Chix in Space, officially called the Chicken Embryo Development in Space experiment, initially consisted of twelve fertilized chicken eggs nested in an incubator. Normally on Earth eggs need to be turned periodically by a hen because gravity pulls the yolk to the bottom of the shell. This led Vellinger to wonder whether a zero gravity environment would change the way embryos needed to be cared for. KFC provided one of their engineers, Mark Deuser, to help Vellinger construct the incubator. The experiment consisted of twelve White Leghorn chicken eggs fertilized immediately before launch. Eight would be exposed to microgravity and radiation while in orbit with the remaining four were housed in lead shielding to minimize radiation exposure. Vellinger would attend to a dozen control eggs back on Earth. Chix in Space launched on Challenger STS-51-L on January 28, 1986. Payload specialist and soon-to-be first teacher in space Christa McAuliffe was in charge of the experiment. At T+73 seconds after liftoff, however, Space Shuttle Challenger broke apart and the lives of all seven crew members and twelve embryos were lost.
Vellinger with his Chix in Space incubator (KFC)
Fortunately for Vellinger, NASA and KFC were still interested in his experiment and allowed him and his team to reconstruct the one that was lost. Thirty-two fertilized eggs were flown into space three years later on Discovery STS-29. Half the embryos were fertilized nine days before launch while the other half were fertilized only two days before launch. This was so they could be studied at different stages of development. The mission launched on March 13, 1989 and orbited the Earth for five days. A week after return, the first chick hatched. He was named Kentucky and lived out the rest of his days at the Louisville Zoo in Louisville, Kentucky. He was one of eight space chicks who had survived the trip. According to Vellinger, all eight were from the batch that fertilized nine days before launch.
STS-29 pilot and Purdue graduate John Blaha operating the experiment in orbit (NASA)
Today, the Chix in Space incubator is on display at the Cosmosphere Museum in Hutchinson, Kansas. Vellinger and Deuser cofounded the Louisville-based company Techshot, Inc., a company that develops payloads for space-based research. Their devices flew on later Shuttle missions as well as SpaceX Dragon spacecraft. One in particular that is similar to Chix in Space is NASA's Rodent Research hardware, which studies mice on board the International Space Station. No birds have flown in space since, but Chix in Space paved the way for future experiments on how microgravity and radiation effect the miracle of life.

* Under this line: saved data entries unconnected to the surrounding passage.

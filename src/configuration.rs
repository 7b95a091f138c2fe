//! src/configuration.rs

use crate::email_client::SmtpEmailClient;
use anyhow::{bail, Context};
use secrecy::{ExposeSecret, Secret};
use serde_aux::field_attributes::deserialize_number_from_string;
use sqlx::postgres::PgConnectOptions;
use std::path::PathBuf;
use std::str::FromStr;
use std::time::Duration;

#[derive(serde::Deserialize, Clone, Debug)]
pub struct Settings {
    pub application: ApplicationSettings,
    pub database: DatabaseSettings,
    pub email: EmailSettings,
}

#[derive(serde::Deserialize, Clone, Debug)]
pub struct ApplicationSettings {
    #[serde(deserialize_with = "deserialize_number_from_string")]
    pub port: u16,
    pub host: String,
    /// The only origin allowed by CORS.
    pub allowed_origin: String,
}

#[derive(serde::Deserialize, Clone, Debug)]
pub struct DatabaseSettings {
    /// Postgres connection string, e.g. `postgres://user:pw@host:5432/waitlist`.
    pub uri: Secret<String>,
    #[serde(deserialize_with = "deserialize_number_from_string")]
    pub acquire_timeout_milliseconds: u64,
}

impl DatabaseSettings {
    pub fn connect_options(&self) -> anyhow::Result<PgConnectOptions> {
        PgConnectOptions::from_str(self.uri.expose_secret())
            .context("Invalid database connection string.")
    }

    pub fn acquire_timeout(&self) -> Duration {
        Duration::from_millis(self.acquire_timeout_milliseconds)
    }
}

#[derive(serde::Deserialize, Clone, Debug)]
pub struct EmailSettings {
    pub smtp_host: String,
    #[serde(deserialize_with = "deserialize_number_from_string")]
    pub smtp_port: u16,
    /// Sender address, also used as SMTP login.
    pub sender: String,
    pub password: Secret<String>,
    pub subject: String,
    /// Confirmation template, relative to the working directory unless absolute.
    pub template_path: PathBuf,
    #[serde(deserialize_with = "deserialize_number_from_string")]
    pub timeout_milliseconds: u64,
}

impl EmailSettings {
    pub fn client(&self) -> anyhow::Result<SmtpEmailClient> {
        SmtpEmailClient::new(
            &self.smtp_host,
            self.smtp_port,
            self.sender.clone(),
            self.password.clone(),
            self.timeout(),
        )
    }

    pub fn timeout(&self) -> Duration {
        Duration::from_millis(self.timeout_milliseconds)
    }
}

impl Settings {
    /// Rejects blank credentials. The service refuses to start without a
    /// database connection string and SMTP credentials.
    pub fn validate(&self) -> anyhow::Result<()> {
        if self.database.uri.expose_secret().trim().is_empty() {
            bail!("Database connection string not found in configuration.");
        }
        if self.email.sender.trim().is_empty() || self.email.password.expose_secret().is_empty()
        {
            bail!("SMTP credentials not found in configuration.");
        }
        Ok(())
    }
}

/// The possible runtime environment for our application.
#[derive(Debug)]
pub enum Environment {
    Local,
    Production,
}

impl Environment {
    pub fn as_str(&self) -> &'static str {
        match self {
            Environment::Local => "local",
            Environment::Production => "production",
        }
    }
}

impl TryFrom<String> for Environment {
    type Error = String;

    fn try_from(s: String) -> Result<Self, Self::Error> {
        match s.to_lowercase().as_str() {
            "local" => Ok(Self::Local),
            "production" => Ok(Self::Production),
            other => Err(format!(
                "{} is not a supported environment. Use either `local` or `production`.",
                other
            )),
        }
    }
}

pub fn get_configuration() -> Result<Settings, config::ConfigError> {
    let base_path = std::env::current_dir().expect("Failed to determine the current directory");
    let configuration_directory = base_path.join("configuration");

    // Detect the running environment.
    // Default to `local` if unspecified.
    let environment: Environment = std::env::var("APP_ENVIRONMENT")
        .unwrap_or_else(|_| "local".into())
        .try_into()
        .expect("Failed to parse APP_ENVIRONMENT.");
    let environment_filename = format!("{}.yaml", environment.as_str());

    let settings = config::Config::builder()
        .add_source(config::File::from(
            configuration_directory.join("base.yaml"),
        ))
        .add_source(config::File::from(
            configuration_directory.join(environment_filename),
        ))
        // Add in settings from environment variables (with a prefix of APP and '__' as separator)
        // E.g. `APP_APPLICATION__PORT=5001 would set `Settings.application.port`
        .add_source(
            config::Environment::with_prefix("APP")
                .prefix_separator("_")
                .separator("__"),
        )
        .build()?;

    settings.try_deserialize::<Settings>()
}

Author's Note: Please take time today, no matter which day it is, to honor the memories of those who gave their lives for the exploration of space. May humankind continue the exploration of space in their honor.
"The future doesn't belong to the fainthearted; it belongs to the brave." -Ronald Reagan
Pearlman, Robert. “When KFC *Actually* Went to Space: Before Zinger 1, There Was 'Chix in Space': CollectSPACE.” CollectSPACE.com, 29 June 2017, www.collectspace.com/news/news-062917a-kfc-zinger-chix-space-mission.html.
Pike, Jared. “John Vellinger: From Chix in Space to a Company in Space.” Purdue University, www.purdue.edu/space/features/chix-09-2018.php.
Valentine, Katie. “The Amazing Story of the Cold War Space-Egg Race.” Audubon, 15 Dec. 2017, www.audubon.org/news/the-amazing-story-cold-war-space-egg-race.